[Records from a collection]
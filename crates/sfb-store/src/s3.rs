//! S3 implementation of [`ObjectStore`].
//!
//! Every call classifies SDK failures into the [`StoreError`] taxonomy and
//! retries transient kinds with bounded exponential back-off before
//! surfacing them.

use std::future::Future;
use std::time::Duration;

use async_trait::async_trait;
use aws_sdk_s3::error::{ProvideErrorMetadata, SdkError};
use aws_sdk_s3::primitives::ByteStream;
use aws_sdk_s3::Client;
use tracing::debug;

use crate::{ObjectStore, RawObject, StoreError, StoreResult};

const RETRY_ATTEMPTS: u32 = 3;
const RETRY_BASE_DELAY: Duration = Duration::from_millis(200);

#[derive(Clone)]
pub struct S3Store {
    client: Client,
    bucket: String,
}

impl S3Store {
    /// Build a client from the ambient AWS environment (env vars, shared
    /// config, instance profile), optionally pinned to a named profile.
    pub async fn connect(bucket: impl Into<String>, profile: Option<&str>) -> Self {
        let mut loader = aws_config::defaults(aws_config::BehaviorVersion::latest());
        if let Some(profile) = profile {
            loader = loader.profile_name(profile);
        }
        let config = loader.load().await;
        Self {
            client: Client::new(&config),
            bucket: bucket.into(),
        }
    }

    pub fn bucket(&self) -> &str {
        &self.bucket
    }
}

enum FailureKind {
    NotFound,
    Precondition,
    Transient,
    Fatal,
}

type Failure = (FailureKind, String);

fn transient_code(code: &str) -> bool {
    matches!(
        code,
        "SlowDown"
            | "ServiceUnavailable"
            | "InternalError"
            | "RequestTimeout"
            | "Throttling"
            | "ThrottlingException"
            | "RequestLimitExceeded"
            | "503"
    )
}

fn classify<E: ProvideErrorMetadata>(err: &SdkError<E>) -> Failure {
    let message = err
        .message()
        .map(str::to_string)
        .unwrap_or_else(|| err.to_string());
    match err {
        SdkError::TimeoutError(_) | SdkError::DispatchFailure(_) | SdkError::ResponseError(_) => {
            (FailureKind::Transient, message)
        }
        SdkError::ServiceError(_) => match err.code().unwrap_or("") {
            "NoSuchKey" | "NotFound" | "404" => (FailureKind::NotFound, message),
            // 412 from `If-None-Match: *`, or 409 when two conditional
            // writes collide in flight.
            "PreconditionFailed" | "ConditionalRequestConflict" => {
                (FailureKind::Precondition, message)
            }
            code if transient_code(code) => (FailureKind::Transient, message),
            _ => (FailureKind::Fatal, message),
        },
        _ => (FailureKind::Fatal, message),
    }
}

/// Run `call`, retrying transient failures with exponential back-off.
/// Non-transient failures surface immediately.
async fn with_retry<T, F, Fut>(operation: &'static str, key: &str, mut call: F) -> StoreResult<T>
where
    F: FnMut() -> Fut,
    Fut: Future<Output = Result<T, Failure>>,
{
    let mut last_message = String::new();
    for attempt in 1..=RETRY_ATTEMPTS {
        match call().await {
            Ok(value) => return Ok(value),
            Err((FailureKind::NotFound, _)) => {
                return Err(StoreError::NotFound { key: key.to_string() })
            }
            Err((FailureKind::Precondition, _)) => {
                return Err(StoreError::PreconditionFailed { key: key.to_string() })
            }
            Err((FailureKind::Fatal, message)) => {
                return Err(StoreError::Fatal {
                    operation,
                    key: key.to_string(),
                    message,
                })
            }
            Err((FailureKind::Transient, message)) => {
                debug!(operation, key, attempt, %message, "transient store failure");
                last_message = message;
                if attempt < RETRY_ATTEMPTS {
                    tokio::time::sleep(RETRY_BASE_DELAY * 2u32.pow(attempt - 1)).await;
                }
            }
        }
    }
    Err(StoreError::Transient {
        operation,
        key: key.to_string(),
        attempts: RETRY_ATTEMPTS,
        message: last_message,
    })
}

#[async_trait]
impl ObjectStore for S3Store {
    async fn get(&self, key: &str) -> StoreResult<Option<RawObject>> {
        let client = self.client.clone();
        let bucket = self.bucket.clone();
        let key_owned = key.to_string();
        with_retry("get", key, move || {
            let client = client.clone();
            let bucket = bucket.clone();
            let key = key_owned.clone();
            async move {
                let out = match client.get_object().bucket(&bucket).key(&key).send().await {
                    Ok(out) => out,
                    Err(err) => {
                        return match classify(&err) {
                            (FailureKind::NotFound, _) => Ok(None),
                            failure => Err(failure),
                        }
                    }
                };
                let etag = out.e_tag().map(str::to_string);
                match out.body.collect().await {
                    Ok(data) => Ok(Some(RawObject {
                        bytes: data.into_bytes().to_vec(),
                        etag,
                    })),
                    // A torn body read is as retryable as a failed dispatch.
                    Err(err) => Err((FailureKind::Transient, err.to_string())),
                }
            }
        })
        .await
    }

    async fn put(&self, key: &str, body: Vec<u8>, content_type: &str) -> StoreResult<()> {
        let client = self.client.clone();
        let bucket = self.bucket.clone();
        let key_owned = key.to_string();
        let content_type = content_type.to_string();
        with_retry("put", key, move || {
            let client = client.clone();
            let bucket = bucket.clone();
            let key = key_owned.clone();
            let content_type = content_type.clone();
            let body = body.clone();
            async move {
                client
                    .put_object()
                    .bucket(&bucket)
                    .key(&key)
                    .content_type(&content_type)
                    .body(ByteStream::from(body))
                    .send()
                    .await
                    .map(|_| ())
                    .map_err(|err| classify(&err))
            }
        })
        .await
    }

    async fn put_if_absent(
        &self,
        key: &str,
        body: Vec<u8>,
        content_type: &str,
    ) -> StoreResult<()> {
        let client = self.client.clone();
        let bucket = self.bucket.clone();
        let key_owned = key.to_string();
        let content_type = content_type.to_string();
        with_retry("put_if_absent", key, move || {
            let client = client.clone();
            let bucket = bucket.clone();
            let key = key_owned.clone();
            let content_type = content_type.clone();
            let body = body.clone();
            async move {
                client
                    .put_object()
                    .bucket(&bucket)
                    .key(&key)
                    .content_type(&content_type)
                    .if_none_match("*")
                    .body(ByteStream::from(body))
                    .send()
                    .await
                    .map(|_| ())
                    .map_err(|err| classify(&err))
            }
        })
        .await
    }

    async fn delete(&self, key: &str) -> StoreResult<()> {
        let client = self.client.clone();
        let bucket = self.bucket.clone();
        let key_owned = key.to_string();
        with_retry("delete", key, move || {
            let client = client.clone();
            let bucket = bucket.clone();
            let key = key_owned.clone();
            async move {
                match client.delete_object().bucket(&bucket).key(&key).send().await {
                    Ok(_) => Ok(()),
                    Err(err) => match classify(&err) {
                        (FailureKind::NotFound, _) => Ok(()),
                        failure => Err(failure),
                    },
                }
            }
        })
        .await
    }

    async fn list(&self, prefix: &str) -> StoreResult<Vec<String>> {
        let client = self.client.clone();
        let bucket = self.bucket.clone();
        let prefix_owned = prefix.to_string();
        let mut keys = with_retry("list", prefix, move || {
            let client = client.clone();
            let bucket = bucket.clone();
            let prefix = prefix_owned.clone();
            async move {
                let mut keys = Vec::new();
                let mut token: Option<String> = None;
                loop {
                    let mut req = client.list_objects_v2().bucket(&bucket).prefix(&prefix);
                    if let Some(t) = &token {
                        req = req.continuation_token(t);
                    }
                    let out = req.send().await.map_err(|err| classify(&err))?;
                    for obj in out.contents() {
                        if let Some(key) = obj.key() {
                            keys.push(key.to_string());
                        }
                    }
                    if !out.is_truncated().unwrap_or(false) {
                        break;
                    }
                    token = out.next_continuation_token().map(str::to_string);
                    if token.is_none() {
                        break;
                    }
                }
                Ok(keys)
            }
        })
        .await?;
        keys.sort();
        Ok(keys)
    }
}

## WHAT IS NEEDED
Track down every line in the entries that includes the string "loader", and copy it.

## REPLY
        let mut loader = aws_config::defaults(aws_config::BehaviorVersion::latest());
            loader = loader.profile_name(profile);
        let config = loader.load().await;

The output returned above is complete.